ABS FC
- Full name: Abubakar Bukola Saraki Football Club
- Founded: 2004 as Bukola Babes
- Ground: Kwara State Stadium Ilorin, Nigeria
- Capacity: 18,000
- Chairman: Seni Saraki
- Director of Football: Alloy Chukwuemeka
- Technical Advisor: Sani Sarduana
- Coach: Solihu Aremu
- League: Nigeria National League
| Home colours | Away colours |

= ABS F.C. =

Nigerian football club

Abubakar Bukola Saraki FC is a Nigerian association football club from Ilorin, Nigeria. They were promoted to the Nigeria Premier League at the end of the 2009–10 season.

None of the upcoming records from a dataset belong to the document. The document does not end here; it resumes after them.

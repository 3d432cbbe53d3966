//! # podrag CLI
//!
//! The `podrag` binary is the primary interface for podrag. It provides
//! commands for building and inspecting the vector index, answering
//! questions from the terminal, and starting the HTTP inference server.
//!
//! ## Usage
//!
//! ```bash
//! podrag --config ./config/podrag.toml <command>
//! ```
//!
//! ## Commands
//!
//! | Command | Description |
//! |---------|-------------|
//! | `podrag index build` | Build (or load) the persisted vector index |
//! | `podrag index status` | Show what is persisted at the index location |
//! | `podrag corpus` | List the transcript files a build would ingest |
//! | `podrag ask "<question>"` | Answer a question against the index |
//! | `podrag serve` | Start the HTTP inference server |
//!
//! ## Examples
//!
//! ```bash
//! # Embed the corpus and persist the index
//! podrag index build --config ./config/podrag.toml
//!
//! # Rebuild from scratch after the corpus changed
//! podrag index build --force
//!
//! # Ask with streamed output
//! podrag ask --stream "What don't people understand about the semiconductor supply chain?"
//!
//! # Compare against the ungrounded model
//! podrag ask --no-rag "What is Kevin's favorite budgeting software?"
//! ```

use clap::{Parser, Subcommand};
use std::path::PathBuf;
use tracing_subscriber::EnvFilter;

use podrag::{ask, config, corpus_cmd, index_cmd, server};

/// podrag: retrieval-augmented question answering for podcast transcripts.
///
/// All commands accept a `--config` flag pointing to a TOML configuration
/// file. See `config/podrag.example.toml` for a full example.
#[derive(Parser)]
#[command(
    name = "podrag",
    about = "Retrieval-augmented question answering for podcast transcripts",
    version,
    long_about = "podrag ingests transcript files, chunks and embeds them into a persisted \
    vector index, and answers questions by retrieving relevant chunks and conditioning a \
    generative model on them, via a CLI and an HTTP inference server."
)]
struct Cli {
    /// Path to configuration file (TOML).
    #[arg(long, global = true, default_value = "./config/podrag.toml")]
    config: PathBuf,

    #[command(subcommand)]
    command: Commands,
}

/// Top-level CLI commands.
#[derive(Subcommand)]
enum Commands {
    /// Manage the persisted vector index.
    Index {
        #[command(subcommand)]
        action: IndexAction,
    },

    /// List the transcript files a build would ingest.
    ///
    /// Scans the corpus root with the configured include/exclude globs
    /// without touching the index or any provider.
    Corpus,

    /// Answer a question against the index.
    ///
    /// Loads the persisted index (building it first if necessary), embeds
    /// the question, retrieves the most relevant transcript chunks, and
    /// asks the generative model.
    Ask {
        /// The question to answer.
        question: String,

        /// Print answer fragments as they arrive instead of waiting for
        /// the full response.
        #[arg(long)]
        stream: bool,

        /// Cap on generated tokens for this question.
        #[arg(long)]
        max_tokens: Option<u32>,

        /// Skip retrieval and ask the model directly.
        #[arg(long)]
        no_rag: bool,
    },

    /// Start the HTTP inference server.
    ///
    /// Builds or loads the index at startup, then serves
    /// `POST /inference/batch` and `POST /inference/stream`.
    Serve,
}

/// Index management subcommands.
#[derive(Subcommand)]
enum IndexAction {
    /// Build the index from the corpus, or load it if already persisted.
    ///
    /// A persisted index is always preferred; nothing is re-embedded
    /// unless `--force` removes it first.
    Build {
        /// Delete the persisted index and rebuild from the corpus.
        #[arg(long)]
        force: bool,
    },

    /// Show what is persisted at the configured index location.
    Status,
}

#[tokio::main]
async fn main() -> anyhow::Result<()> {
    tracing_subscriber::fmt()
        .with_env_filter(EnvFilter::try_from_default_env().unwrap_or_else(|_| "podrag=info".into()))
        .init();

    let cli = Cli::parse();
    let cfg = config::load_config(&cli.config)?;

    match cli.command {
        Commands::Index { action } => match action {
            IndexAction::Build { force } => {
                index_cmd::run_build(&cfg, force).await?;
            }
            IndexAction::Status => {
                index_cmd::run_status(&cfg)?;
            }
        },
        Commands::Corpus => {
            corpus_cmd::run_corpus(&cfg)?;
        }
        Commands::Ask {
            question,
            stream,
            max_tokens,
            no_rag,
        } => {
            ask::run_ask(&cfg, &question, stream, max_tokens, no_rag).await?;
        }
        Commands::Serve => {
            server::run_server(&cfg).await?;
        }
    }

    Ok(())
}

They played their debut season's home games in Offa and Bauchi while the Kwara State Stadium was being renovated.

They were put up for sale in July 2011 and bought by outgoing Kwara State governor Bukola Saraki for 250,000,000 naira, making them and JUTH F.C. the only Premier League teams that are not state-owned.

In 2011, the team was renamed from Bukola Babes to ABS (Abubakar Bukola Saraki) FC.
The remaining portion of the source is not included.